The LaSalle sells. More importantly, it gets noticed by the one man in Detroit whose opinion can turn a good-looking car into an entire corporate philosophy: GM president Alfred P. Sloan. Sloan runs the largest industrial enterprise on Earth by a simple insight — that a car company sells a ladder of aspiration, a brand for every income and every ambition — and he watches the LaSalle prove that appearance could be engineered on purpose, the same way horsepower or fuel economy could. On June 23, 1927, GM's Executive Committee approves something that has never existed anywhere in the industry: a department whose entire job is the look of the automobile. Sloan calls it the Art and Colour Section. He puts the Hollywood coachbuilder in charge of it.
Every automaker before this built bodies the way a factory built anything else: for function and for cost. Earl's department existed to ask a third question — does it look like something you want?

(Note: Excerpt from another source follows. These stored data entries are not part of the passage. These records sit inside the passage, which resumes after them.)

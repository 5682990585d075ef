//! Application control byte and sequence numbers

use serde::{Deserialize, Serialize};
use std::fmt;

/// First fragment of a message
pub const FIR: u8 = 0x80;
/// Final fragment of a message
pub const FIN: u8 = 0x40;
/// Application confirmation requested
pub const CON: u8 = 0x20;
/// Unsolicited response (or confirmation of one)
pub const UNS: u8 = 0x10;
/// Sequence number mask
pub const SEQ_MASK: u8 = 0x0F;

/// 4-bit application layer sequence number
///
/// Sequence numbers wrap around at 16. Solicited responses echo the request
/// sequence; unsolicited responses use their own counter.
#[derive(Debug, Clone, Copy, PartialEq, Eq, Hash, Default, Serialize, Deserialize)]
pub struct Sequence(u8);

impl Sequence {
    /// Create a sequence number, discarding the upper nibble
    pub const fn new(value: u8) -> Self {
        Self(value & SEQ_MASK)
    }

    /// Raw sequence value (0-15)
    pub const fn value(&self) -> u8 {
        self.0
    }

    /// The sequence number that follows this one
    #[must_use]
    pub const fn next(&self) -> Self {
        Self((self.0 + 1) & SEQ_MASK)
    }

    /// Advance this sequence number in place and return the previous value
    pub fn increment(&mut self) -> Self {
        let current = *self;
        *self = self.next();
        current
    }
}

impl fmt::Display for Sequence {
    fn fmt(&self, f: &mut fmt::Formatter<'_>) -> fmt::Result {
        write!(f, "{}", self.0)
    }
}

/// Application control byte
///
/// ```text
///  7   6   5   4   3..0
/// FIR FIN CON UNS  SEQ
/// ```
#[derive(Debug, Clone, Copy, PartialEq, Eq, Default)]
pub struct AppControl {
    pub fir: bool,
    pub fin: bool,
    pub con: bool,
    pub uns: bool,
    pub seq: Sequence,
}

impl AppControl {
    /// Control byte for a single-fragment message
    pub const fn single(seq: Sequence) -> Self {
        Self {
            fir: true,
            fin: true,
            con: false,
            uns: false,
            seq,
        }
    }

    /// Control byte for a single-fragment unsolicited response
    ///
    /// Unsolicited responses always request confirmation.
    pub const fn unsolicited(seq: Sequence) -> Self {
        Self {
            fir: true,
            fin: true,
            con: true,
            uns: true,
            seq,
        }
    }

    /// Decode a control byte
    pub const fn from_byte(byte: u8) -> Self {
        Self {
            fir: byte & FIR != 0,
            fin: byte & FIN != 0,
            con: byte & CON != 0,
            uns: byte & UNS != 0,
            seq: Sequence::new(byte),
        }
    }

    /// Encode this control as a byte
    pub const fn to_byte(&self) -> u8 {
        let mut byte = self.seq.value();
        if self.fir {
            byte |= FIR;
        }
        if self.fin {
            byte |= FIN;
        }
        if self.con {
            byte |= CON;
        }
        if self.uns {
            byte |= UNS;
        }
        byte
    }

    /// Set the CON bit
    #[must_use]
    pub const fn with_confirm(mut self, con: bool) -> Self {
        self.con = con;
        self
    }
}

impl fmt::Display for AppControl {
    fn fmt(&self, f: &mut fmt::Formatter<'_>) -> fmt::Result {
        write!(
            f,
            "[fir: {} fin: {} con: {} uns: {} seq: {}]",
            self.fir as u8, self.fin as u8, self.con as u8, self.uns as u8, self.seq
        )
    }
}

#[cfg(test)]
mod tests {
    use super::*;

    #[test]
    fn test_sequence_wraps() {
        assert_eq!(Sequence::new(15).next(), Sequence::new(0));
        assert_eq!(Sequence::new(0x1F).value(), 0x0F);

        let mut seq = Sequence::new(14);
        assert_eq!(seq.increment().value(), 14);
        assert_eq!(seq.increment().value(), 15);
        assert_eq!(seq.value(), 0);
    }

    #[test]
    fn test_control_byte() {
        let control = AppControl::from_byte(0xC3);
        assert!(control.fir);
        assert!(control.fin);
        assert!(!control.con);
        assert!(!control.uns);
        assert_eq!(control.seq.value(), 3);
        assert_eq!(control.to_byte(), 0xC3);

        assert_eq!(AppControl::unsolicited(Sequence::new(5)).to_byte(), 0xF5);
    }
}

The reception inside GM is not warm. Engineers and division heads — men who had run their fiefdoms by slide rule for two decades — regard Earl's fifty-odd designers, modelers, and colorists as decorators playing at engineering. “Pretty picture boys,” the shop floor calls them; the studio itself earns the nickname “the Beauty Parlor.” Earl, characteristically, does not shrink from the theater of it. He is six-foot-four, immaculately dressed, given to entrances — and he makes sure that within General Motors, in matters of styling, there is only one name that matters. His own. Other designers in his department are, for years, forbidden from being publicly credited at all. It is not modesty. It is brand management, applied to himself.
The technique that makes his vision possible is his own invention too: clay modeling. Instead of committing to a shape in expensive, unforgiving sheet metal, Earl's studio sculpts full-size car bodies in soft clay — reworked, reshaped, argued over, and reworked again until the form is right, at a fraction of the cost of cutting real metal for every idea. It sounds obvious in hindsight. In 1927, it is a revolution in how cars get designed at all, and the method remains the industry standard for the rest of the twentieth century.
Within a few years, "Mr. Earl" — as everyone at GM, from executives to machinists, learns to call him — is not just running a department. He is inventing the whole idea that a car company needs one.